Слова его: «За хорошую вещь сколько надо — столько и отдам» — тоже злили. Хотелось обвинить его в какой-то обдуманной, словно рассчитанной, жадности, но и жадным он не был, — злило и это.
Злил хороший хозяйский — все к месту — двор. Даже что от бани крытый переходик до крыльца, и не нужно бежать мокрой по холоду — и это злило.
Свекра, приходившего иногда помочь что сыну, свекра, не попрекнувшего ни разу ее, пришедшую от другого с двумя детьми на все готовое, косо ни разу не глянувшего, всегда заботливо здоровавшегося — ну, как вы, мол, тут, — свекра этого уже через несколько месяцев не могла переносить.
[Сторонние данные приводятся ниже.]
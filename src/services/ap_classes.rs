use sqlx::{PgConnection, PgPool, Postgres, QueryBuilder};

use super::grade_levels::resolve_ids;
use super::{ServiceError, ServiceResult};
use crate::database::models::{ApClass, Role};

const AP_CLASS_SELECT: &str = r#"
    SELECT c.id, c.name, c.description, c.resources, c.offered, c.subject_id,
           s.name AS subject_name, c.teacher_email,
           ARRAY(
               SELECT g.level
               FROM ap_class_grade_levels cg
               JOIN grade_levels g ON g.id = cg.grade_level_id
               WHERE cg.ap_class_id = c.id
               ORDER BY g.level
           ) AS grade_levels,
           ARRAY(
               SELECT cp.prerequisite_id
               FROM ap_class_prerequisites cp
               WHERE cp.ap_class_id = c.id
               ORDER BY cp.prerequisite_id
           ) AS prerequisite_ids,
           ARRAY(
               SELECT p.name
               FROM ap_class_prerequisites cp
               JOIN prerequisites p ON p.id = cp.prerequisite_id
               WHERE cp.ap_class_id = c.id
               ORDER BY p.id
           ) AS prerequisite_names
    FROM ap_classes c
    JOIN subjects s ON s.id = c.subject_id
"#;

/// Browse filters; all optional and combined with AND
#[derive(Debug, Clone, Default)]
pub struct ApClassFilter {
    /// Case-insensitive substring of the class name
    pub name_contains: Option<String>,
    pub offered: Option<bool>,
    pub teacher_email: Option<String>,
}

#[derive(Debug, Clone)]
pub struct NewApClass {
    pub name: String,
    pub description: String,
    pub resources: Option<String>,
    pub offered: bool,
    /// Subject name
    pub subject: String,
    pub teacher_email: String,
    pub grade_levels: Vec<i32>,
    pub prerequisite_ids: Vec<i32>,
}

#[derive(Debug, Clone)]
pub struct UpdateApClass {
    pub name: String,
    pub description: String,
    pub resources: Option<String>,
    pub offered: bool,
    pub subject_id: i32,
    pub teacher_email: String,
    pub grade_levels: Vec<i32>,
    pub prerequisite_ids: Vec<i32>,
}

pub struct ApClassService {
    pool: PgPool,
}

impl ApClassService {
    pub fn new(pool: PgPool) -> Self {
        Self { pool }
    }

    pub async fn list(&self, filter: &ApClassFilter) -> ServiceResult<Vec<ApClass>> {
        let mut query: QueryBuilder<Postgres> = QueryBuilder::new(AP_CLASS_SELECT);
        query.push(" WHERE TRUE");

        if let Some(fragment) = filter.name_contains.as_deref().map(str::trim).filter(|s| !s.is_empty()) {
            query.push(" AND c.name ILIKE ").push_bind(like_pattern(fragment));
        }
        if let Some(offered) = filter.offered {
            query.push(" AND c.offered = ").push_bind(offered);
        }
        if let Some(email) = &filter.teacher_email {
            query.push(" AND c.teacher_email = ").push_bind(email.clone());
        }
        query.push(" ORDER BY c.name");

        let classes = query.build_query_as::<ApClass>().fetch_all(&self.pool).await?;
        Ok(classes)
    }

    pub async fn get(&self, id: i32) -> ServiceResult<ApClass> {
        sqlx::query_as::<_, ApClass>(&format!("{} WHERE c.id = $1", AP_CLASS_SELECT))
            .bind(id)
            .fetch_optional(&self.pool)
            .await?
            .ok_or_else(|| ServiceError::NotFound(format!("AP class {} not found", id)))
    }

    /// Subject is resolved by name and the teacher by email; both must exist.
    pub async fn create(&self, new: NewApClass) -> ServiceResult<ApClass> {
        let mut tx = self.pool.begin().await?;

        let subject_id: Option<i32> = sqlx::query_scalar("SELECT id FROM subjects WHERE name = $1")
            .bind(&new.subject)
            .fetch_optional(&mut *tx)
            .await?;
        let has_teacher = teacher_exists(&mut *tx, &new.teacher_email).await?;

        let subject_id = match subject_id {
            Some(id) if has_teacher => id,
            _ => return Err(ServiceError::UnknownReference("Subject or Teacher not found.".to_string())),
        };

        let grade_level_ids = resolve_ids(&mut *tx, &new.grade_levels).await?;
        check_prerequisites(&mut *tx, &new.prerequisite_ids).await?;

        let id: i32 = sqlx::query_scalar(
            "INSERT INTO ap_classes (name, description, resources, offered, subject_id, teacher_email)
             VALUES ($1, $2, $3, $4, $5, $6)
             RETURNING id",
        )
        .bind(&new.name)
        .bind(&new.description)
        .bind(&new.resources)
        .bind(new.offered)
        .bind(subject_id)
        .bind(&new.teacher_email)
        .fetch_one(&mut *tx)
        .await?;

        link(&mut *tx, id, &grade_level_ids, &new.prerequisite_ids).await?;
        tx.commit().await?;

        tracing::info!("Created AP class {} ({}) taught by {}", new.name, id, new.teacher_email);
        self.get(id).await
    }

    /// Full replacement of the class row and both link sets
    pub async fn update(&self, id: i32, changes: UpdateApClass) -> ServiceResult<ApClass> {
        let mut tx = self.pool.begin().await?;

        let subject_exists: bool = sqlx::query_scalar("SELECT EXISTS (SELECT 1 FROM subjects WHERE id = $1)")
            .bind(changes.subject_id)
            .fetch_one(&mut *tx)
            .await?;
        if !subject_exists || !teacher_exists(&mut *tx, &changes.teacher_email).await? {
            return Err(ServiceError::UnknownReference("Subject or Teacher not found.".to_string()));
        }

        let grade_level_ids = resolve_ids(&mut *tx, &changes.grade_levels).await?;
        check_prerequisites(&mut *tx, &changes.prerequisite_ids).await?;

        let result = sqlx::query(
            "UPDATE ap_classes
             SET name = $2, description = $3, resources = $4, offered = $5, subject_id = $6, teacher_email = $7
             WHERE id = $1",
        )
        .bind(id)
        .bind(&changes.name)
        .bind(&changes.description)
        .bind(&changes.resources)
        .bind(changes.offered)
        .bind(changes.subject_id)
        .bind(&changes.teacher_email)
        .execute(&mut *tx)
        .await?;
        if result.rows_affected() == 0 {
            return Err(ServiceError::NotFound(format!("AP class {} not found", id)));
        }

        sqlx::query("DELETE FROM ap_class_grade_levels WHERE ap_class_id = $1")
            .bind(id)
            .execute(&mut *tx)
            .await?;
        sqlx::query("DELETE FROM ap_class_prerequisites WHERE ap_class_id = $1")
            .bind(id)
            .execute(&mut *tx)
            .await?;
        link(&mut *tx, id, &grade_level_ids, &changes.prerequisite_ids).await?;
        tx.commit().await?;

        tracing::info!("Updated AP class {}", id);
        self.get(id).await
    }

    /// Teacher-editable fields. Teachers may only touch their own classes;
    /// admins may edit any.
    pub async fn update_teacher_fields(
        &self,
        id: i32,
        description: &str,
        resources: Option<&str>,
        editor_email: &str,
        editor_role: Role,
    ) -> ServiceResult<ApClass> {
        let owner: String = sqlx::query_scalar("SELECT teacher_email FROM ap_classes WHERE id = $1")
            .bind(id)
            .fetch_optional(&self.pool)
            .await?
            .ok_or_else(|| ServiceError::NotFound(format!("AP class {} not found", id)))?;

        if editor_role != Role::Admin && owner != editor_email {
            tracing::warn!("{} attempted to edit AP class {} owned by {}", editor_email, id, owner);
            return Err(ServiceError::Forbidden("You can only edit your own AP classes".to_string()));
        }

        sqlx::query("UPDATE ap_classes SET description = $2, resources = $3 WHERE id = $1")
            .bind(id)
            .bind(description)
            .bind(resources)
            .execute(&self.pool)
            .await?;

        self.get(id).await
    }

    pub async fn delete(&self, id: i32) -> ServiceResult<()> {
        let result = sqlx::query("DELETE FROM ap_classes WHERE id = $1")
            .bind(id)
            .execute(&self.pool)
            .await?;

        if result.rows_affected() == 0 {
            return Err(ServiceError::NotFound(format!("AP class {} not found", id)));
        }
        tracing::info!("Deleted AP class {}", id);
        Ok(())
    }
}

/// `%fragment%` with LIKE metacharacters escaped
fn like_pattern(fragment: &str) -> String {
    let mut escaped = String::with_capacity(fragment.len() + 2);
    escaped.push('%');
    for ch in fragment.chars() {
        if matches!(ch, '%' | '_' | '\\') {
            escaped.push('\\');
        }
        escaped.push(ch);
    }
    escaped.push('%');
    escaped
}

async fn teacher_exists(conn: &mut PgConnection, email: &str) -> ServiceResult<bool> {
    let exists: bool = sqlx::query_scalar("SELECT EXISTS (SELECT 1 FROM users WHERE email = $1)")
        .bind(email)
        .fetch_one(&mut *conn)
        .await?;
    Ok(exists)
}

async fn check_prerequisites(conn: &mut PgConnection, ids: &[i32]) -> ServiceResult<()> {
    if ids.is_empty() {
        return Ok(());
    }

    let found: Vec<i32> = sqlx::query_scalar("SELECT id FROM prerequisites WHERE id = ANY($1)")
        .bind(ids)
        .fetch_all(&mut *conn)
        .await?;

    match ids.iter().find(|id| !found.contains(*id)) {
        Some(missing) => Err(ServiceError::UnknownReference(format!("Prerequisite {} not found", missing))),
        None => Ok(()),
    }
}

pub(crate) async fn link(
    conn: &mut PgConnection,
    ap_class_id: i32,
    grade_level_ids: &[i32],
    prerequisite_ids: &[i32],
) -> ServiceResult<()> {
    sqlx::query(
        "INSERT INTO ap_class_grade_levels (ap_class_id, grade_level_id)
         SELECT $1, UNNEST($2::int[])
         ON CONFLICT DO NOTHING",
    )
    .bind(ap_class_id)
    .bind(grade_level_ids)
    .execute(&mut *conn)
    .await?;

    sqlx::query(
        "INSERT INTO ap_class_prerequisites (ap_class_id, prerequisite_id)
         SELECT $1, UNNEST($2::int[])
         ON CONFLICT DO NOTHING",
    )
    .bind(ap_class_id)
    .bind(prerequisite_ids)
    .execute(&mut *conn)
    .await?;

    Ok(())
}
Чем дальше — тем больше не могла переносить и Толика, его послушания перед отцом, его спокойствия, ну ничего у человека своего, ничего живого. Такой, словно траву жуешь. Хотя было что-то и у Толика. Он любил лошадей. Дико, словно в каком-то беспамятстве, увидев лошадь под седлом, мог оттолкнуть человека, ее державшего, вскочить и проскакать. А заметив у магазина плохо запряженную, обязательно перепрягал. Говорили, что у них в роду когда-то давно был цыган. Может, и правда — Толик даже хотел после школы идти конюхом в колхоз и потом только по совету отца пошел на шофера.
Но и это чувство злило Таню, потому что вспыхивало оно случайно, дико и бессознательно, когда он видел лошадь. А так, казалось, ничего нет для него в этом мире — ни лошади, ничего, только не торопясь много и споро работать, спать, есть, и чтобы все было в достатке, неторопливо улажено и хорошо. Скорее бы он с глаз…
Толик ушел в армию поздно осенью. Это словно вывело из оцепенения. Андрей пришел на второй день. Пришел, ничего не сказал, Таня стала собирать вещи — быстренько сбегала, отдала ничего не понявшему свекру ключи, и кончилась эта мука тяжелого, непонятного самим мучения.
Толик вернулся через два года, — ему писали, но он словно не верил, как так могло быть. Приехал — боль и обида, хотелось пойти на Горку, сказать все в лицо. Но нужно было определяться на работу, вернулся он в самое заработочное время — летом, да и опять же — дом привести в порядок, хозяйство (хозяйство его отец сохранил).